Active is a little different. It is a new idea introduced in Netty 4, which is merged from channelOpen, channelBound, and channelConnected. Of course, channelDisconnected, channelUnbound, and channelClosed have been merged to channelInactive. Likewise, Channel.isBound() and isConnected() have been merged to isActive().

This merge is because Netty thought simple Open or Bound state is not so useful, and the final Connected state is when user will be interested in.

So the state transfer when bootstrap is like following:

  • server: channelRegistered -> bind (out bound) -> channelActive
  • client: channelRegistered -> connect (out bound) -> channelActive

What should be noticed is that channelRegistered and channelUnregistered are not equivalent to channelOpen and channelClosed. They are new states introduced to support dynamic registration, deregistration, and re-registration of a Channel.

Pipeline & Handler

In order to let user get involved in the state change and react to corresponding event, Netty has a chain of handlers which is called Pipeline. In order to decouple multiple handlers, handler not invoke each other: they are invoked through ChannelHandlerContext object. By calling fireXXX, user can trigger specific kinds of event for upcoming handler to react, make state change very flexible.

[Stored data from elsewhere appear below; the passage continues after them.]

//! JSON wire record for signed permits.
//!
//! This is the opaque record a signer hands to a relayer. Quantities are
//! decimal strings so 256-bit values survive JSON number limits; `deadline`
//! is a plain integer. Parsing re-validates everything and yields a
//! [`SignedPermit`].

use crate::utils::{decode_signature, parse_decimal_u256};
use crate::{EncodingError, Identity, PermitParameters, PermitSignature, SignedPermit};
use alloy_primitives::B256;
use serde::{Deserialize, Serialize};

#[derive(Debug, Clone, PartialEq, Eq, Serialize, Deserialize)]
#[serde(rename_all = "camelCase")]
pub struct PermitRecord {
	pub owner: String,
	pub verifier: String,
	pub asset: String,
	pub amount: String,
	pub fee: String,
	pub deadline: i64,
	pub nonce: String,
	pub signature: String,
	#[serde(default, skip_serializing_if = "Option::is_none")]
	pub receiver: Option<String>,
	#[serde(default, skip_serializing_if = "Option::is_none")]
	pub signer: Option<String>,
	#[serde(default, skip_serializing_if = "Option::is_none")]
	pub digest: Option<String>,
}

impl PermitRecord {
	/// Renders a signed permit in wire form.
	pub fn from_signed(permit: &SignedPermit) -> Self {
		let p = &permit.parameters;
		Self {
			owner: p.owner.to_string(),
			verifier: p.verifier.to_string(),
			asset: p.asset.to_string(),
			amount: p.amount.to_string(),
			fee: p.fee.to_string(),
			deadline: p.deadline,
			nonce: p.nonce.to_string(),
			signature: permit.signature.to_hex(),
			receiver: permit.receiver.map(|r| r.to_string()),
			signer: Some(permit.signer.to_string()),
			digest: permit
				.claimed_digest
				.map(|d| format!("0x{}", hex::encode(d))),
		}
	}

	/// Validates the record and builds a [`SignedPermit`].
	///
	/// The signer defaults to the owner when absent; a signer that differs
	/// from the owner is rejected.
	pub fn to_signed(&self) -> Result<SignedPermit, EncodingError> {
		let owner = Identity::parse("owner", &self.owner)?;
		let family = owner.family();
		let verifier = Identity::parse_as(family, "verifier", &self.verifier)?;
		let asset = Identity::parse_as(family, "asset", &self.asset)?;

		let parameters = PermitParameters::new(
			owner,
			verifier,
			asset,
			parse_decimal_u256("amount", &self.amount)?,
			parse_decimal_u256("fee", &self.fee)?,
			self.deadline,
			parse_decimal_u256("nonce", &self.nonce)?,
		)?;

		let signer = match &self.signer {
			Some(s) => Identity::parse("signer", s)?,
			None => owner,
		};
		let signature = PermitSignature::new(decode_signature(&self.signature)?);
		let mut permit = SignedPermit::new(parameters, signature, signer)?;

		if let Some(receiver) = &self.receiver {
			permit = permit.with_receiver(Identity::parse_as(family, "receiver", receiver)?)?;
		}
		if let Some(digest) = &self.digest {
			permit.claimed_digest = Some(parse_digest(digest)?);
		}
		Ok(permit)
	}

	pub fn to_json(&self) -> Result<String, EncodingError> {
		serde_json::to_string_pretty(self).map_err(|e| EncodingError::InvalidValue {
			field: "record",
			message: e.to_string(),
		})
	}

	/// Parses JSON text into a validated [`SignedPermit`].
	pub fn parse_json(json: &str) -> Result<SignedPermit, EncodingError> {
		let record: PermitRecord =
			serde_json::from_str(json).map_err(|e| EncodingError::InvalidValue {
				field: "record",
				message: e.to_string(),
			})?;
		record.to_signed()
	}
}

fn parse_digest(value: &str) -> Result<B256, EncodingError> {
	let bytes = hex::decode(crate::without_0x_prefix(value)).map_err(|e| {
		EncodingError::InvalidValue {
			field: "digest",
			message: e.to_string(),
		}
	})?;
	if bytes.len() != 32 {
		return Err(EncodingError::InvalidValue {
			field: "digest",
			message: format!("expected 32 bytes, got {}", bytes.len()),
		});
	}
	Ok(B256::from_slice(&bytes))
}

#[cfg(test)]
mod tests {
	use super::*;
	use crate::{ChainFamily, Pubkey};
	use alloy_primitives::U256;

	fn svm_record() -> PermitRecord {
		PermitRecord {
			owner: Pubkey([1u8; 32]).to_string(),
			verifier: Pubkey([2u8; 32]).to_string(),
			asset: Pubkey([3u8; 32]).to_string(),
			amount: "1000000000".to_string(),
			fee: "1000".to_string(),
			deadline: 1_700_000_600,
			nonce: "42".to_string(),
			signature: format!("0x{}", "ab".repeat(64)),
			receiver: Some(Pubkey([4u8; 32]).to_string()),
			signer: None,
			digest: None,
		}
	}

	#[test]
	fn test_record_to_signed() {
		let permit = svm_record().to_signed().unwrap();
		assert_eq!(permit.family(), ChainFamily::Svm);
		assert_eq!(permit.parameters.amount, U256::from(1_000_000_000u64));
		assert_eq!(permit.parameters.nonce, U256::from(42u64));
		assert_eq!(permit.signer, permit.parameters.owner);
		assert_eq!(permit.receiver, Some(Identity::Svm(Pubkey([4u8; 32]))));
	}

	#[test]
	fn test_record_json_shape() {
		let permit = svm_record().to_signed().unwrap();
		let json = PermitRecord::from_signed(&permit).to_json().unwrap();
		let value: serde_json::Value = serde_json::from_str(&json).unwrap();
		assert!(value["amount"].is_string());
		assert!(value["deadline"].is_i64());
		assert!(value.get("digest").is_none());

		let back = PermitRecord::parse_json(&json).unwrap();
		assert_eq!(back, permit);
	}

	#[test]
	fn test_record_rejects_bad_fields() {
		let mut record = svm_record();
		record.amount = "1.5".to_string();
		assert!(matches!(
			record.to_signed(),
			Err(EncodingError::InvalidInteger { field: "amount", .. })
		));

		let mut record = svm_record();
		record.signer = Some(Pubkey([9u8; 32]).to_string());
		assert!(matches!(
			record.to_signed(),
			Err(EncodingError::SignerMismatch { .. })
		));

		let mut record = svm_record();
		record.verifier = "0x5fbdb2315678afecb367f032d93f642f64180aa3".to_string();
		assert!(matches!(
			record.to_signed(),
			Err(EncodingError::FamilyMismatch { field: "verifier", .. })
		));

		let mut record = svm_record();
		record.signature = "0xabcd".to_string();
		assert!(matches!(
			record.to_signed(),
			Err(EncodingError::InvalidSignature(_))
		));
	}

	#[test]
	fn test_record_deadline_must_be_integer() {
		let json = r#"{"owner":"x","verifier":"y","asset":"z","amount":"1","fee":"0",
			"deadline":"soon","nonce":"0","signature":"00"}"#;
		assert!(matches!(
			PermitRecord::parse_json(json),
			Err(EncodingError::InvalidValue { field: "record", .. })
		));
	}
}
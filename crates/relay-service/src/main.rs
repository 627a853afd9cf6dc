//! Main entry point for the permit relayer.
//!
//! The binary serves the relay HTTP API and offers operator commands for
//! signing permits, relaying or submitting permit records, and inspecting
//! nonces and balances on the configured deployment.

use clap::{Parser, Subcommand};
use relay_config::Config;
use relay_core::{RelayExecutor, RelayerBuilder, RelayerFactories};
use std::path::PathBuf;
use std::sync::Arc;
use std::time::Duration;

mod apis;
mod commands;
mod server;

use relay_oracle::implementations::evm::alloy::create_oracle as create_evm_oracle;
use relay_oracle::implementations::memory::create_oracle as create_memory_oracle;
use relay_oracle::implementations::svm::rpc::create_oracle as create_svm_oracle;
use relay_storage::implementations::file::create_storage as create_file_storage;
use relay_storage::implementations::memory::create_storage as create_memory_storage;

/// Command-line arguments for the relayer.
#[derive(Parser, Debug)]
#[command(author, version, about, long_about = None)]
struct Args {
	/// Path to configuration file
	#[arg(short, long, global = true, default_value = "config/relayer.toml")]
	config: PathBuf,

	/// Log level (trace, debug, info, warn, error)
	#[arg(short, long, global = true, default_value = "info")]
	log_level: String,

	#[command(subcommand)]
	command: Command,
}

#[derive(Subcommand, Debug)]
enum Command {
	/// Serve the relay HTTP API
	Serve,
	/// Build and sign a permit record
	Sign {
		#[command(flatten)]
		args: commands::SignArgs,

		/// Write the record here instead of stdout
		#[arg(long)]
		out: Option<PathBuf>,
	},
	/// Relay a permit record with the configured oracle
	Relay {
		/// Permit record file
		record: PathBuf,

		/// Receiver requested for the relay
		#[arg(long)]
		receiver: Option<String>,
	},
	/// Post a permit record to a remote relayer
	Submit {
		/// Permit record file
		record: PathBuf,

		/// Base URL of the relayer
		#[arg(long, default_value = "http://127.0.0.1:3000")]
		url: String,

		#[arg(long, env = "RELAYER_API_KEY", hide_env_values = true)]
		api_key: Option<String>,

		/// Receiver requested for the relay
		#[arg(long)]
		receiver: Option<String>,
	},
	/// Print the current nonce of an owner
	Nonce {
		#[arg(long)]
		owner: String,

		#[arg(long)]
		asset: String,
	},
	/// Print token balances
	Balances {
		#[arg(long)]
		asset: String,

		/// Format amounts with this many decimals
		#[arg(long)]
		decimals: Option<u8>,

		/// Accounts to query
		#[arg(required = true)]
		holders: Vec<String>,
	},
}

#[tokio::main]
async fn main() -> Result<(), Box<dyn std::error::Error>> {
	let args = Args::parse();

	use tracing_subscriber::{fmt, EnvFilter};

	let default_directive = args.log_level.to_string();
	let env_filter =
		EnvFilter::try_from_default_env().unwrap_or_else(|_| EnvFilter::new(default_directive));

	fmt()
		.with_env_filter(env_filter)
		.with_thread_ids(true)
		.with_target(true)
		.init();

	// Submitting to a remote relayer needs no local configuration.
	if let Command::Submit {
		record,
		url,
		api_key,
		receiver,
	} = &args.command
	{
		let (status, response) =
			commands::submit_record(record, url, api_key.as_deref(), receiver.clone()).await?;
		println!("{}", serde_json::to_string_pretty(&response)?);
		if !response.ok {
			return Err(format!("relayer answered {}", status).into());
		}
		return Ok(());
	}

	let config = Config::from_file(&args.config).await?;
	tracing::info!("Loaded configuration [{}]", config.relayer.id);

	match args.command {
		Command::Serve => serve(config).await?,
		Command::Sign { args, out } => {
			let executor = build_executor(config)?;
			let permit = commands::sign_permit(executor.oracle().as_ref(), &args).await?;
			commands::write_record(&permit, out.as_deref()).await?;
		},
		Command::Relay { record, receiver } => {
			let executor = build_executor(config)?;
			let response =
				commands::relay_record(&executor, &record, receiver.as_deref()).await?;
			println!("{}", serde_json::to_string_pretty(&response)?);
		},
		Command::Nonce { owner, asset } => {
			let executor = build_executor(config)?;
			let oracle = executor.oracle();
			let family = oracle.family();
			let owner = relay_types::Identity::parse_as(family, "owner", &owner)?;
			let asset = relay_types::Identity::parse_as(family, "asset", &asset)?;
			println!("{}", oracle.current_nonce(&owner, &asset).await?);
		},
		Command::Balances {
			asset,
			decimals,
			holders,
		} => {
			let executor = build_executor(config)?;
			for (holder, amount) in
				commands::balances(executor.oracle().as_ref(), &asset, &holders, decimals).await?
			{
				println!("{} {}", holder, amount);
			}
		},
		Command::Submit { .. } => {},
	}

	Ok(())
}

/// Runs the HTTP API and the periodic storage sweep.
async fn serve(config: Config) -> Result<(), Box<dyn std::error::Error>> {
	let api_config = match config.api.clone() {
		Some(api) if api.enabled => api,
		_ => return Err("API server is disabled in the configuration".into()),
	};
	let cleanup_interval = Duration::from_secs(config.storage.cleanup_interval_seconds);
	let executor = Arc::new(build_executor(config)?);

	if let Some(store) = executor.store().cloned() {
		tokio::spawn(async move {
			let mut interval = tokio::time::interval(cleanup_interval);
			loop {
				interval.tick().await;
				match store.cleanup_expired().await {
					Ok(0) => {},
					Ok(removed) => tracing::debug!(removed, "Removed expired storage entries"),
					Err(e) => tracing::warn!(error = %e, "Storage cleanup failed"),
				}
			}
		});
	}

	let result = server::start_server(api_config, executor).await;
	tracing::info!("Stopped relayer");
	result
}

/// Macro to create a factory HashMap with the appropriate type aliases
macro_rules! create_factory_map {
    ($interface:path, $error:path, $( $name:literal => $factory:expr ),* $(,)?) => {{
        let mut factories = std::collections::HashMap::new();
        $(
            factories.insert(
                $name.to_string(),
                $factory as fn(&toml::Value) -> Result<Box<dyn $interface>, $error>
            );
        )*
        factories
    }};
}

/// Builds the relay executor with the configured oracle client and store.
pub(crate) fn build_executor(config: Config) -> Result<RelayExecutor, Box<dyn std::error::Error>> {
	let builder = RelayerBuilder::new(config);

	let storage_factories = create_factory_map!(
		relay_storage::StorageInterface,
		relay_storage::StorageError,
		"file" => create_file_storage,
		"memory" => create_memory_storage,
	);

	let oracle_factories = create_factory_map!(
		relay_oracle::OracleInterface,
		relay_oracle::OracleError,
		"evm_alloy" => create_evm_oracle,
		"svm_rpc" => create_svm_oracle,
		"memory" => create_memory_oracle,
	);

	let factories = RelayerFactories {
		storage_factories,
		oracle_factories,
	};

	Ok(builder.build(factories)?)
}

#[cfg(test)]
mod tests {
	use super::*;
	use relay_types::ChainFamily;
	use std::io::Write;
	use tempfile::NamedTempFile;

	const CONFIG: &str = r#"
[relayer]
id = "relayer-main-test"
confirmations = 2

[oracle]
primary = "memory"
[oracle.implementations.memory]
family = "svm"
verifier = "11111111111111111111111111111112"

[storage]
primary = "file"
cleanup_interval_seconds = 60
[storage.implementations.file]
storage_path = "${RELAYER_TEST_STORAGE:-./data/relay-test}"
"#;

	#[test]
	fn test_args_parse_subcommands() {
		let args = Args::try_parse_from(["relayer", "serve"]).unwrap();
		assert_eq!(args.config, PathBuf::from("config/relayer.toml"));
		assert_eq!(args.log_level, "info");
		assert!(matches!(args.command, Command::Serve));

		let args = Args::try_parse_from([
			"relayer",
			"relay",
			"permit.json",
			"--config",
			"custom.toml",
			"--log-level",
			"debug",
		])
		.unwrap();
		assert_eq!(args.config, PathBuf::from("custom.toml"));
		assert_eq!(args.log_level, "debug");
		assert!(matches!(
			args.command,
			Command::Relay { ref record, receiver: None } if record == &PathBuf::from("permit.json")
		));
	}

	#[test]
	fn test_sign_args_conflicts() {
		let parsed = Args::try_parse_from([
			"relayer", "sign", "--key", "0x01", "--asset", "0xaa", "--amount", "1", "--deadline",
			"10", "--ttl", "5",
		]);
		assert!(parsed.is_err());

		let args = Args::try_parse_from([
			"relayer", "sign", "--key", "0x01", "--asset", "0xaa", "--amount", "1",
		])
		.unwrap();
		let Command::Sign { args, out } = args.command else {
			panic!("expected sign");
		};
		assert_eq!(args.fee, "0");
		assert_eq!(args.ttl, 3600);
		assert!(out.is_none());
	}

	#[test]
	fn test_balances_requires_holders() {
		assert!(Args::try_parse_from(["relayer", "balances", "--asset", "0xaa"]).is_err());
	}

	#[test]
	fn test_create_factory_map_macro() {
		let factories = create_factory_map!(
			relay_storage::StorageInterface,
			relay_storage::StorageError,
			"memory" => create_memory_storage,
			"file" => create_file_storage,
		);

		assert_eq!(factories.len(), 2);
		assert!(factories.contains_key("memory"));
		assert!(factories.contains_key("file"));
	}

	#[test]
	fn test_build_executor_from_config_file() {
		let dir = tempfile::tempdir().unwrap();
		let text = CONFIG.replace(
			"${RELAYER_TEST_STORAGE:-./data/relay-test}",
			&dir.path().join("store").display().to_string(),
		);
		let mut file = NamedTempFile::new().unwrap();
		file.write_all(text.as_bytes()).unwrap();

		let config = tokio_test::block_on(Config::from_file(file.path())).unwrap();
		let executor = build_executor(config).unwrap();
		assert!(format!("{:?}", executor).contains("relayer-main-test"));
		assert_eq!(executor.oracle().family(), ChainFamily::Svm);
		assert_eq!(executor.config().confirmations, 2);
		assert!(executor.store().is_some());
	}

	#[test]
	fn test_build_executor_unknown_storage() {
		let text = CONFIG.replace("primary = \"file\"", "primary = \"redis\"")
			+ "[storage.implementations.redis]\n";
		let config: Config = text.parse().unwrap();
		let err = build_executor(config)
			.err()
			.expect("build should fail for an unregistered backend");
		assert!(err.to_string().contains("Unknown storage implementation"));
	}
}
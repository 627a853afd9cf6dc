//! Storage namespaces.

use std::str::FromStr;

/// Namespaces of the permit store.
///
/// Keys are written as `<namespace>:<id>`.
#[derive(Debug, Clone, Copy, PartialEq, Eq, Hash)]
pub enum StorageKey {
	/// Signed permit records, keyed by permit id.
	Permits,
	/// Relay outcomes, keyed by permit id.
	Receipts,
}

impl StorageKey {
	pub fn as_str(&self) -> &'static str {
		match self {
			StorageKey::Permits => "permits",
			StorageKey::Receipts => "receipts",
		}
	}

	pub fn all() -> impl Iterator<Item = Self> {
		[Self::Permits, Self::Receipts].into_iter()
	}
}

impl FromStr for StorageKey {
	type Err = ();

	fn from_str(s: &str) -> Result<Self, Self::Err> {
		match s {
			"permits" => Ok(Self::Permits),
			"receipts" => Ok(Self::Receipts),
			_ => Err(()),
		}
	}
}

impl From<StorageKey> for &'static str {
	fn from(key: StorageKey) -> Self {
		key.as_str()
	}
}
//! Built-in prompt templates

/// Classification prompt; the reply is normalized by the router
pub const ROUTER: &str = "You are a router.
If the user asks to calculate something or do arithmetic -> TOOL.
Otherwise -> DIRECT.
User: {{input}}
Return only: TOOL or DIRECT.";

/// Planner prompt asking for a JSON tool plan
pub const PLANNER: &str = r#"You are a planner.
If the user asks for arithmetic, choose calculator and extract the expression.
Otherwise choose none.
Return ONLY valid JSON. No extra text.
Schema: {"tool_name":"calculator"|"none","tool_input":"..."}
Example: User:"12*7 + 5" -> {"tool_name":"calculator","tool_input":"12*7 + 5"}
Example: User:"Explain tool calling" -> {"tool_name":"none","tool_input":""}
User:"{{input}}""#;

/// System prompt for the direct-answer path
pub const DIRECT_SYSTEM: &str = "Answer clearly and practically.";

public class MyInboundHandler extends ChannelInboundHandlerAdapter {
    @Override
    public void channelActive(ChannelHandlerContext ctx) {
        System.out.println("Connected!");
        ctx.fireChannelActive(); // or fire other events
    }
}

EventLoop: Thread Pools

We have the code (in handler) to handle event and state, now we need thread to run them. Because those worker thread run in a loop to handle event, it is named as EventLoop.

If different worker threads run different kinds of jobs, like different code, different running time, they will have some performance penalty: some hot code which should be compiled into native code, may not benefit from this JIT functionality; when switching between long-lived job and short-lived job, CPU cache will be flushed; the number of thread in pool will be hard to control and init.

So, Netty use different threads to handle different jobs:

  • A EventLoop for receiving remote connection, do the long-lived accept job;
  • A EventLoop to run pipeline, which is relative short job;

Conclusion

In this blog, we learned some basic concepts and abstractions in Netty. Through this way, we understand how Netty view network related events and some design decision under the hood.